Rescobie is a pretty picturesque graveyard. Rescobie Loch in the distance, ancient gravestones scattered around the 19th century church building in Thomas Telford’s typical austere style. Some of the grave date back as far as the early 17th century, over 400 years have they lasted. Symbols of mortality, death and time decorate the slabs. The people then had other beliefs and fears.
This story goes back even further than 400 years, it goes back to the 7th century. So this story is 1.400 years old and it might even be older than that. Nobody can really say when exactly it actually happened. It starts not in Rescobie in Forfarshire but in Colosse in Southern Anatolia. There a girl was born that grew into a beautiful woman. She had the dark eyes of her people and the spirit of a saint. She must have had some sense of adventure in her as well because she travelled all the way to Scotland.

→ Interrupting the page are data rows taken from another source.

use super::handle::Handle;

/// A single key of the set together with its child links.
///
/// `height` caches the height of the subtree rooted here: a leaf is 1 and an
/// absent child counts as 0.
#[derive(Clone)]
pub(crate) struct Node<K> {
    key: K,
    left: Option<Handle>,
    right: Option<Handle>,
    height: u32,
}

impl<K> Node<K> {
    /// Creates a detached leaf.
    pub(crate) const fn leaf(key: K) -> Self {
        Self {
            key,
            left: None,
            right: None,
            height: 1,
        }
    }

    #[inline]
    pub(crate) const fn key(&self) -> &K {
        &self.key
    }

    /// Overwrites the key; only used when copying up an in-order successor.
    pub(crate) fn set_key(&mut self, key: K) {
        self.key = key;
    }

    #[inline]
    pub(crate) const fn left(&self) -> Option<Handle> {
        self.left
    }

    pub(crate) fn set_left(&mut self, left: Option<Handle>) {
        self.left = left;
    }

    #[inline]
    pub(crate) const fn right(&self) -> Option<Handle> {
        self.right
    }

    pub(crate) fn set_right(&mut self, right: Option<Handle>) {
        self.right = right;
    }

    #[inline]
    pub(crate) const fn height(&self) -> u32 {
        self.height
    }

    pub(crate) fn set_height(&mut self, height: u32) {
        self.height = height;
    }

    /// Returns the child that replaces this node when it is spliced out.
    ///
    /// Only meaningful when the node has at most one child.
    pub(crate) const fn only_child(&self) -> Option<Handle> {
        match (self.left, self.right) {
            (Some(child), None) | (None, Some(child)) => Some(child),
            _ => None,
        }
    }

    pub(crate) const fn has_two_children(&self) -> bool {
        self.left.is_some() && self.right.is_some()
    }
}
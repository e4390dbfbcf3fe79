mod arena;
mod handle;
mod node;
mod raw_avl_tree;

pub(crate) use handle::Handle;
pub(crate) use raw_avl_tree::{Keys, RawAvlTree};
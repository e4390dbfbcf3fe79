use alloc::vec::Vec;

use crate::avl_tree::{AvlTree, SearchOutcome, Snapshot};
use crate::rotation::{Mutation, Rotation};

/// The state an interactive front end keeps between calls.
///
/// A session owns one tree plus what the last operations reported: the
/// rotation applied by the last insert or delete, and the path and hit of the
/// last search. Mutations clear the search state, since the old path may no
/// longer exist. Sessions are independent of each other.
///
/// # Examples
///
/// ```
/// use avl_engine::{Rotation, Session};
///
/// let mut session = Session::new();
/// session.insert(30);
/// session.insert(10);
/// session.insert(20);
/// assert_eq!(session.last_rotation(), Some(Rotation::LR));
///
/// session.search(&10);
/// assert_eq!(session.searched(), Some(&10));
/// assert_eq!(session.search_path(), [20, 10]);
///
/// session.clear();
/// assert!(session.tree().is_empty());
/// assert_eq!(session.last_rotation(), None);
/// ```
#[derive(Clone, Debug)]
pub struct Session<K> {
    tree: AvlTree<K>,
    last_rotation: Option<Rotation>,
    searched: Option<K>,
    search_path: Vec<K>,
}

impl<K> Session<K> {
    #[must_use]
    pub const fn new() -> Self {
        Session {
            tree: AvlTree::new(),
            last_rotation: None,
            searched: None,
            search_path: Vec::new(),
        }
    }

    /// Read access to the session's tree.
    #[must_use]
    pub const fn tree(&self) -> &AvlTree<K> {
        &self.tree
    }

    /// The rotation reported by the most recent insert or delete.
    #[must_use]
    pub const fn last_rotation(&self) -> Option<Rotation> {
        self.last_rotation
    }

    /// The key found by the most recent search, if it was found and no
    /// mutation has happened since.
    #[must_use]
    pub const fn searched(&self) -> Option<&K> {
        self.searched.as_ref()
    }

    /// Keys visited by the most recent search, root first.
    #[must_use]
    pub fn search_path(&self) -> &[K] {
        &self.search_path
    }

    /// Returns `true` if `key` was visited by the most recent search.
    #[must_use]
    pub fn is_on_search_path(&self, key: &K) -> bool
    where
        K: PartialEq,
    {
        self.search_path.contains(key)
    }

    /// Empties the tree and forgets every recorded result.
    pub fn clear(&mut self) {
        self.tree.clear();
        self.last_rotation = None;
        self.reset_search();
    }

    fn reset_search(&mut self) {
        self.searched = None;
        self.search_path.clear();
    }
}

impl<K: Ord + Clone> Session<K> {
    pub fn insert(&mut self, key: K) -> Mutation {
        let mutation = self.tree.insert(key);
        self.record(mutation)
    }

    pub fn delete(&mut self, key: &K) -> Mutation {
        let mutation = self.tree.delete(key);
        self.record(mutation)
    }

    pub fn search(&mut self, key: &K) -> SearchOutcome<K> {
        let outcome = self.tree.search(key);
        self.searched = outcome.found.then(|| key.clone());
        self.search_path.clone_from(&outcome.path);
        outcome
    }

    #[must_use]
    pub fn snapshot(&self) -> Snapshot<K> {
        self.tree.snapshot()
    }

    fn record(&mut self, mutation: Mutation) -> Mutation {
        self.last_rotation = mutation.rotation;
        self.reset_search();
        mutation
    }
}

impl<K> Default for Session<K> {
    fn default() -> Self {
        Session::new()
    }
}
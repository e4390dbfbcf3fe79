use core::num::NonZero;

#[cfg(test)]
type RawHandle = u16;
#[cfg(not(test))]
type RawHandle = u32;

/// Stable index of a node slot in the arena.
///
/// Stored off by one so that `Option<Handle>` (an absent child link) costs no
/// extra space.
#[derive(Clone, Copy, Debug, Eq, PartialEq)]
#[repr(transparent)]
pub(crate) struct Handle(NonZero<RawHandle>);

impl Handle {
    /// Largest slot index a handle can address.
    pub(crate) const MAX: usize = (RawHandle::MAX - 1) as usize;

    #[inline]
    pub(crate) const fn from_slot(slot: usize) -> Self {
        assert!(slot <= Self::MAX, "`Handle::from_slot()` - `slot` > `Handle::MAX`!");
        #[allow(clippy::cast_possible_truncation)]
        match NonZero::new((slot + 1) as RawHandle) {
            Some(raw) => Self(raw),
            None => unreachable!(),
        }
    }

    #[inline]
    pub(crate) const fn slot(self) -> usize {
        (self.0.get() - 1) as usize
    }
}
//! Size and day based log rotation.
//!
//! A [`RotatingHandler`] writes to `{dir}/{base}.{epoch}.{suffix}.log`.
//! The epoch tag is the local time the current day's sequence started
//! (`YYYYMMDDhhmmss`), the suffix is the slot index within that epoch.
//!
//! Rotation happens when the active file reaches `max_size` bytes or the
//! calendar day changes. Size rotation advances the suffix; with a bounded
//! `max_files` it wraps around and the reused slot's old file is deleted.
//! A day change starts a new epoch at slot `0`.
//!
//! The check runs on a background thread every `check_interval`, so a quiet
//! file still rotates at midnight. Writers never wait on the size check,
//! only on the short handle swap.

use std::fs::{self, File, OpenOptions};
use std::io;
use std::panic::{self, AssertUnwindSafe};
use std::path::{Path, PathBuf};
use std::sync::atomic::{AtomicBool, Ordering};
use std::sync::mpsc::{self, RecvTimeoutError, Sender};
use std::sync::{Arc, Mutex, MutexGuard, PoisonError};
use std::thread::{self, JoinHandle};
use std::time::Duration;

use time::OffsetDateTime;
use time::macros::format_description;

use crate::handler::HandlerCore;
use crate::line::{self, Flags};
use crate::{Error, Level, Result};

/// `max_files` value that keeps every file.
pub const INFINITE: usize = 0;

/// Default cadence of the background rotation check.
pub const DEFAULT_CHECK_INTERVAL: Duration = Duration::from_secs(1);

/// Why a rotation is due.
#[derive(Debug, Clone, Copy, PartialEq, Eq)]
enum Trigger {
    /// Active file reached the size limit.
    Size,
    /// Calendar day changed since the epoch started.
    Rollover,
    /// Active file was removed from disk behind our back.
    Missing,
}

/// Identity of the active file.
#[derive(Debug)]
struct Slot {
    started: OffsetDateTime,
    tag: String,
    suffix: u64,
    path: PathBuf,
}

/// State shared between the handler and its monitor thread.
#[derive(Debug)]
struct Shared {
    core: HandlerCore,
    directory: PathBuf,
    base_name: String,
    max_files: usize,
    max_size: u64,
    closed: AtomicBool,
    slot: Mutex<Slot>,
}

impl Shared {
    fn file_path(&self, tag: &str, suffix: u64) -> PathBuf {
        self.directory
            .join(format!("{}.{}.{}.log", self.base_name, tag, suffix))
    }

    fn next_suffix(&self, suffix: u64) -> u64 {
        if self.max_files == INFINITE {
            suffix + 1
        } else {
            (suffix + 1) % self.max_files as u64
        }
    }

    fn slot(&self) -> MutexGuard<'_, Slot> {
        self.slot.lock().unwrap_or_else(PoisonError::into_inner)
    }

    /// Decide whether the active file must be replaced at `now`.
    ///
    /// Reads file metadata only; the handle itself is not touched.
    fn due(&self, slot: &Slot, now: OffsetDateTime) -> Result<Option<Trigger>> {
        if now.to_offset(slot.started.offset()).date() > slot.started.date() {
            return Ok(Some(Trigger::Rollover));
        }
        match fs::metadata(&slot.path) {
            Ok(meta) if meta.len() >= self.max_size => Ok(Some(Trigger::Size)),
            Ok(_) => Ok(None),
            Err(e) if e.kind() == io::ErrorKind::NotFound => Ok(Some(Trigger::Missing)),
            Err(e) => Err(e.into()),
        }
    }

    fn check_at(&self, now: OffsetDateTime) -> Result<bool> {
        let mut slot = self.slot();
        if self.closed.load(Ordering::Acquire) {
            return Ok(false);
        }
        match self.due(&slot, now)? {
            Some(trigger) => {
                self.rotate_locked(&mut slot, trigger, now)?;
                Ok(true)
            }
            None => Ok(false),
        }
    }

    /// Move to the next file. `slot` is only updated once the new file is open.
    ///
    /// `closed` only changes under the slot lock, so a closed handler never
    /// evicts or creates a file here.
    fn rotate_locked(&self, slot: &mut Slot, trigger: Trigger, now: OffsetDateTime) -> Result<()> {
        if self.closed.load(Ordering::Acquire) {
            return Err(Error::Closed);
        }
        let (started, tag, suffix) = match trigger {
            Trigger::Size => (slot.started, slot.tag.clone(), self.next_suffix(slot.suffix)),
            Trigger::Rollover => (now, epoch_tag(now)?, 0),
            Trigger::Missing => (slot.started, slot.tag.clone(), slot.suffix),
        };
        let path = self.file_path(&tag, suffix);

        if trigger != Trigger::Missing && path.exists() {
            tracing::debug!(path = %path.display(), "evicting reused log slot");
            fs::remove_file(&path)?;
        }
        let file = open_append(&path)?;

        let previous = self.core.lock().set_output(Box::new(file));
        drop(previous);

        tracing::debug!(
            from = %slot.path.display(),
            to = %path.display(),
            ?trigger,
            "rotated log file"
        );
        *slot = Slot {
            started,
            tag,
            suffix,
            path,
        };
        Ok(())
    }
}

/// Periodic rotation check bound to one handler.
#[derive(Debug)]
struct Monitor {
    stop: Sender<()>,
    handle: JoinHandle<()>,
}

impl Monitor {
    fn spawn(shared: Arc<Shared>, interval: Duration) -> io::Result<Self> {
        let (stop, stopped) = mpsc::channel::<()>();
        let handle = thread::Builder::new()
            .name("lazylog-rotate".to_string())
            .spawn(move || {
                loop {
                    match stopped.recv_timeout(interval) {
                        Err(RecvTimeoutError::Timeout) => {}
                        Ok(()) | Err(RecvTimeoutError::Disconnected) => break,
                    }
                    tick(&shared);
                }
            })?;
        Ok(Self { stop, handle })
    }

    fn stop(self) {
        drop(self.stop);
        if self.handle.join().is_err() {
            tracing::error!("rotation monitor thread panicked");
        }
    }
}

/// One monitor tick. Failures are reported and never end the monitor.
fn tick(shared: &Shared) {
    match panic::catch_unwind(AssertUnwindSafe(|| shared.check_at(line::now()))) {
        Ok(Ok(_)) => {}
        Ok(Err(e)) => {
            tracing::warn!(
                dir = %shared.directory.display(),
                base = %shared.base_name,
                error = %e,
                "log rotation check failed"
            );
        }
        Err(payload) => {
            let msg = payload
                .downcast_ref::<&str>()
                .map(|s| s.to_string())
                .or_else(|| payload.downcast_ref::<String>().cloned())
                .unwrap_or_else(|| "unknown panic".to_string());
            tracing::error!(
                dir = %shared.directory.display(),
                base = %shared.base_name,
                "log rotation check panicked: {}",
                msg
            );
        }
    }
}

/// Format the epoch tag embedded in file names.
fn epoch_tag(at: OffsetDateTime) -> Result<String> {
    Ok(at.format(format_description!(
        "[year][month][day][hour][minute][second]"
    ))?)
}

fn open_append(path: &Path) -> io::Result<File> {
    OpenOptions::new().create(true).append(true).open(path)
}

/// Builder for [`RotatingHandler`].
#[derive(Debug, Clone)]
pub struct RotatingHandlerBuilder {
    directory: PathBuf,
    base_name: String,
    max_files: usize,
    max_size: u64,
    check_interval: Duration,
    flags: Flags,
    level: Level,
}

impl RotatingHandlerBuilder {
    /// Keep at most `max_files` numbered files per epoch, `0` for no bound.
    pub fn max_files(mut self, max_files: usize) -> Self {
        self.max_files = max_files;
        self
    }

    /// Rotate once the active file holds at least `max_size` bytes.
    pub fn max_size(mut self, max_size: u64) -> Self {
        self.max_size = max_size;
        self
    }

    pub fn check_interval(mut self, interval: Duration) -> Self {
        self.check_interval = interval;
        self
    }

    pub fn flags(mut self, flags: Flags) -> Self {
        self.flags = flags;
        self
    }

    pub fn level(mut self, level: Level) -> Self {
        self.level = level;
        self
    }

    /// Create the directory, open the first file and start the monitor.
    ///
    /// # Errors
    ///
    /// Returns [`Error::InvalidArgument`] for a zero `max_size`, a zero check
    /// interval, or a base name that is empty or contains a path separator.
    /// Returns [`Error::Io`] if the directory or file cannot be created.
    pub fn build(self) -> Result<RotatingHandler> {
        self.build_at(line::now())
    }

    /// Build with the first epoch starting at `started`.
    fn build_at(self, started: OffsetDateTime) -> Result<RotatingHandler> {
        if self.max_size == 0 {
            return Err(Error::InvalidArgument(
                "max_size must be greater than 0".to_string(),
            ));
        }
        if self.base_name.is_empty() || self.base_name.contains(['/', '\\']) {
            return Err(Error::InvalidArgument(format!(
                "invalid base name: {:?}",
                self.base_name
            )));
        }
        if self.check_interval.is_zero() {
            return Err(Error::InvalidArgument(
                "check interval must be greater than 0".to_string(),
            ));
        }

        fs::create_dir_all(&self.directory)?;

        let tag = epoch_tag(started)?;
        let path = self
            .directory
            .join(format!("{}.{}.{}.log", self.base_name, tag, 0));
        let file = open_append(&path)?;

        let core = HandlerCore::new(Box::new(file), self.flags);
        core.set_level(self.level);

        let shared = Arc::new(Shared {
            core,
            directory: self.directory,
            base_name: self.base_name,
            max_files: self.max_files,
            max_size: self.max_size,
            closed: AtomicBool::new(false),
            slot: Mutex::new(Slot {
                started,
                tag,
                suffix: 0,
                path,
            }),
        });

        // A leftover file from an earlier run may already be full.
        shared.check_at(started)?;

        let monitor = Monitor::spawn(Arc::clone(&shared), self.check_interval)?;
        Ok(RotatingHandler {
            shared,
            monitor: Mutex::new(Some(monitor)),
        })
    }
}

/// Handler that keeps a bounded, rotating sequence of files.
#[derive(Debug)]
pub struct RotatingHandler {
    shared: Arc<Shared>,
    monitor: Mutex<Option<Monitor>>,
}

impl RotatingHandler {
    pub fn builder(
        directory: impl Into<PathBuf>,
        base_name: impl Into<String>,
    ) -> RotatingHandlerBuilder {
        RotatingHandlerBuilder {
            directory: directory.into(),
            base_name: base_name.into(),
            max_files: INFINITE,
            max_size: 10 * 1024 * 1024,
            check_interval: DEFAULT_CHECK_INTERVAL,
            flags: Flags::STD,
            level: Level::Debug,
        }
    }

    pub fn core(&self) -> &HandlerCore {
        &self.shared.core
    }

    pub fn directory(&self) -> &Path {
        &self.shared.directory
    }

    pub fn base_name(&self) -> &str {
        &self.shared.base_name
    }

    pub fn max_files(&self) -> usize {
        self.shared.max_files
    }

    pub fn max_size(&self) -> u64 {
        self.shared.max_size
    }

    /// Path of the file currently receiving lines.
    pub fn current_path(&self) -> PathBuf {
        self.shared.slot().path.clone()
    }

    pub fn suffix(&self) -> u64 {
        self.shared.slot().suffix
    }

    pub fn epoch_tag(&self) -> String {
        self.shared.slot().tag.clone()
    }

    /// Whether the active file is full, gone, or from an earlier day.
    pub fn must_rotate(&self) -> Result<bool> {
        let slot = self.shared.slot();
        Ok(self.shared.due(&slot, line::now())?.is_some())
    }

    /// Run one rotation check, rotating if due. Returns whether it rotated.
    ///
    /// This is what the background monitor does on every tick.
    pub fn check_rotation(&self) -> Result<bool> {
        self.shared.check_at(line::now())
    }

    /// Advance to the next slot now, regardless of size.
    pub fn rotate(&self) -> Result<()> {
        let mut slot = self.shared.slot();
        self.shared.rotate_locked(&mut slot, Trigger::Size, line::now())
    }

    /// Stop the monitor, then release the active file. Idempotent.
    pub fn close(&self) -> Result<()> {
        self.stop_monitor();
        let _slot = self.shared.slot();
        self.shared.closed.store(true, Ordering::Release);
        self.shared.core.release()
    }

    fn stop_monitor(&self) {
        let monitor = self
            .monitor
            .lock()
            .unwrap_or_else(PoisonError::into_inner)
            .take();
        if let Some(monitor) = monitor {
            monitor.stop();
        }
    }

    #[cfg(test)]
    fn check_rotation_at(&self, now: OffsetDateTime) -> Result<bool> {
        self.shared.check_at(now)
    }
}

impl Drop for RotatingHandler {
    fn drop(&mut self) {
        self.stop_monitor();
    }
}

Her name was Triduana and once she had arrived in Scotland, she settled in Rescobie in Forfar. Apparently, she had helped St. Rude to bring the bones of St Andrew to Scotland. The chapel of Rescobie belonged to the Priory of St. Andrews.
The pretty but pious woman from the South soon attracted the interest of the natives in the North and Nectan, the King of the Picts, wanted the foreign virgin very much. Many sources talked about the love this man felt for her, maybe it was, maybe it was nothing but lust. Whatever it was, it was unwelcome to Triduana. So much so, that she left Rescobie to hide in Dunfallandy.
The King sent his men after her, to convince her of his love for her and especially her beautiful dark eyes. One may assume that part of the convincing was done with force. Triduana though was not to be convinced as she took desperate measures. She grasped a knife and scraped both her eyeballs out. Then she gave the bloody lumps to the King’s men. May he have her eyes, he would not have her.
She should have torn his lusting eyes out rather than her own it would have made her a fighter instead of a saint. She died in Restalrig (Edinburgh) and was buried there. Nothing is left in Recobie that indicates, that Triduana once lived here and attracted the attention of a powerful man, still she became legend. People believed St. Triduana could cure illnesses of the eyes and she is said to have done so throughout the centuries.
Only because the King of the Picts lay his eyes on her.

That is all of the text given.